BEGIN INPUT FOR THIS TASK

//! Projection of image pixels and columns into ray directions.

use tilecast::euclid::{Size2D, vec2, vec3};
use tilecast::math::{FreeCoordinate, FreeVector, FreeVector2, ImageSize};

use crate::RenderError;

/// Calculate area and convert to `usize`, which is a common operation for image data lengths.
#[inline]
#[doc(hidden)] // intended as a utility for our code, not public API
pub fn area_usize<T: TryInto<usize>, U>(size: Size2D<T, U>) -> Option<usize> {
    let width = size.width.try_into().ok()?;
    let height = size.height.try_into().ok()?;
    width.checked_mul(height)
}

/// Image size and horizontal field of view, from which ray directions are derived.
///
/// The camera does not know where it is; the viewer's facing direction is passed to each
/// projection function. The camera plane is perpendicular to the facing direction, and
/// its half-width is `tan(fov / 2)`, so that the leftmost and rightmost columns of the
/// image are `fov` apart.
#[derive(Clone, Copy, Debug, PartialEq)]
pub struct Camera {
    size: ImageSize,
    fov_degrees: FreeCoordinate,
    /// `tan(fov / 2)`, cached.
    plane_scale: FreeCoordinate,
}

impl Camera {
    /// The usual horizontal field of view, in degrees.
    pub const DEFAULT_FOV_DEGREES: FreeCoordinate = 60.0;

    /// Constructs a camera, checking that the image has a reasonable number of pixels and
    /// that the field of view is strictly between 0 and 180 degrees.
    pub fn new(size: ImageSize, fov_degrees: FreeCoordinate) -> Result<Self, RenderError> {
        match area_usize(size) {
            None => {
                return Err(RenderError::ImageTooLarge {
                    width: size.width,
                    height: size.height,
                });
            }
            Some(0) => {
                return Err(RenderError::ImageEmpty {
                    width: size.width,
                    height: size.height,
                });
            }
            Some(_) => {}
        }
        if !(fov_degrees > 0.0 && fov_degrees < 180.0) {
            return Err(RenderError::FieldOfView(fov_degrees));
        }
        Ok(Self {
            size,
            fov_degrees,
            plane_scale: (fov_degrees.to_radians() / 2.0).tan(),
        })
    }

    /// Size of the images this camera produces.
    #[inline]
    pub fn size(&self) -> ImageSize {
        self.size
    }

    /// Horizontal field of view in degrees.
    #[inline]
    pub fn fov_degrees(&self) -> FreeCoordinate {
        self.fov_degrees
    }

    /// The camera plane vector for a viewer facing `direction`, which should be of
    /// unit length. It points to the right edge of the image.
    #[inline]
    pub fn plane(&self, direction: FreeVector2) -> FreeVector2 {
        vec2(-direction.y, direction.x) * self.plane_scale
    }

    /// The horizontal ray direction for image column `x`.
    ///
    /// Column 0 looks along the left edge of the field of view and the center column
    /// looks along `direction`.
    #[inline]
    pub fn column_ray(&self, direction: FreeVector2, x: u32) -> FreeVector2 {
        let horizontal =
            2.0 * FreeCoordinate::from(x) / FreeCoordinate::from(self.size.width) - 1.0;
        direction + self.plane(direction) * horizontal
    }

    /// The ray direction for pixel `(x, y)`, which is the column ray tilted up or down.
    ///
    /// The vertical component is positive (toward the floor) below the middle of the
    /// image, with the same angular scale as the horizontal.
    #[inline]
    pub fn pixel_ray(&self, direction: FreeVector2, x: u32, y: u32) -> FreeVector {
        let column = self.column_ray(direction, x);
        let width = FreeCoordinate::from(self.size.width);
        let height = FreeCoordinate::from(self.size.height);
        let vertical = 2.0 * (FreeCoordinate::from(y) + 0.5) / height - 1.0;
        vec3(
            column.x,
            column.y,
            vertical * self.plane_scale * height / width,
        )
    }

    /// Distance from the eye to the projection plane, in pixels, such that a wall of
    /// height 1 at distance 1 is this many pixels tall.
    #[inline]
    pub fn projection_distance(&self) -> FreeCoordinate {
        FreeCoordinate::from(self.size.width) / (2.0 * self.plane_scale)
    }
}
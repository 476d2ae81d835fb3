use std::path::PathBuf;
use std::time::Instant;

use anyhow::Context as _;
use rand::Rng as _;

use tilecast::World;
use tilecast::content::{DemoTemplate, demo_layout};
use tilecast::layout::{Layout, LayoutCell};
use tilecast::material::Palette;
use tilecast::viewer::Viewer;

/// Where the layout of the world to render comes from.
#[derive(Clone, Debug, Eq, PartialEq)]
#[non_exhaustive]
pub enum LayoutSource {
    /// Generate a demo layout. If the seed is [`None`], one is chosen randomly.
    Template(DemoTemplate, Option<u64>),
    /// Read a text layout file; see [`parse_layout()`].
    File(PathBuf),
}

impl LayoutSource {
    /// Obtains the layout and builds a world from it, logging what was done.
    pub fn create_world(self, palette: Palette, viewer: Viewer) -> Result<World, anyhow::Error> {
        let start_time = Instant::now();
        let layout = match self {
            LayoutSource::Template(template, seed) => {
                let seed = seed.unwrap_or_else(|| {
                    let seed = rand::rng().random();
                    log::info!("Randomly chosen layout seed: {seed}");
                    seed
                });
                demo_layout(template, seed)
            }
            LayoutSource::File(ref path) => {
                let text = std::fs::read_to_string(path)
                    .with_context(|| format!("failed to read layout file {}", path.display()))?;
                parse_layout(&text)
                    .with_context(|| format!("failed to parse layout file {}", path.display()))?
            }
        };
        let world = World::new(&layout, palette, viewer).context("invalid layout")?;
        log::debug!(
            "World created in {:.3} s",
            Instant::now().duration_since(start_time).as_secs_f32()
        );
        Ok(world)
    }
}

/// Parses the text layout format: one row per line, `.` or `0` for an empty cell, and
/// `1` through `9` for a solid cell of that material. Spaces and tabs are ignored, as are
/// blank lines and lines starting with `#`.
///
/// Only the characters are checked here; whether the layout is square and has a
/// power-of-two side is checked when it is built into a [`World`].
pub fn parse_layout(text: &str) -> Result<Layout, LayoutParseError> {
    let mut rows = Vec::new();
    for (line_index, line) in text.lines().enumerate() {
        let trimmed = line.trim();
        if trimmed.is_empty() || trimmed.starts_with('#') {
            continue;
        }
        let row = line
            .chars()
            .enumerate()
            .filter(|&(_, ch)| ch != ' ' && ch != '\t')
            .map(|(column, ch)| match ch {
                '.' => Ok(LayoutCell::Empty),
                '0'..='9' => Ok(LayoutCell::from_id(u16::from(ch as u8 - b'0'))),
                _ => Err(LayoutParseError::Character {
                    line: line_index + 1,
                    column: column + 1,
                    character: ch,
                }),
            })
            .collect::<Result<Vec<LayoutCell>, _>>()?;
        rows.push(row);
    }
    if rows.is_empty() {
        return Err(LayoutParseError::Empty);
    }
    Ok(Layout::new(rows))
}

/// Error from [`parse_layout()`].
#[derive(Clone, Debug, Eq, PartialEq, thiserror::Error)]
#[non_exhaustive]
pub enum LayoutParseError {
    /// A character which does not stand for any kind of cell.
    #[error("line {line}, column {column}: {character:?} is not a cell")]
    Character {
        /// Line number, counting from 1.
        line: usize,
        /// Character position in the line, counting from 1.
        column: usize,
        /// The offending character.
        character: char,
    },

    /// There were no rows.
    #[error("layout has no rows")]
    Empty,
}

END INPUT FOR THIS TASK

### EXERCISE DETAILS
Extract from the records above the lines from the one containing "plane_scale: (fov_degrees.to_radians() /" to the one containing "should be of", both lines included, exactly as they appear and with nothing else.

### WRITTEN ANSWER
            plane_scale: (fov_degrees.to_radians() / 2.0).tan(),
        })
    }

    /// Size of the images this camera produces.
    #[inline]
    pub fn size(&self) -> ImageSize {
        self.size
    }

    /// Horizontal field of view in degrees.
    #[inline]
    pub fn fov_degrees(&self) -> FreeCoordinate {
        self.fov_degrees
    }

    /// The camera plane vector for a viewer facing `direction`, which should be of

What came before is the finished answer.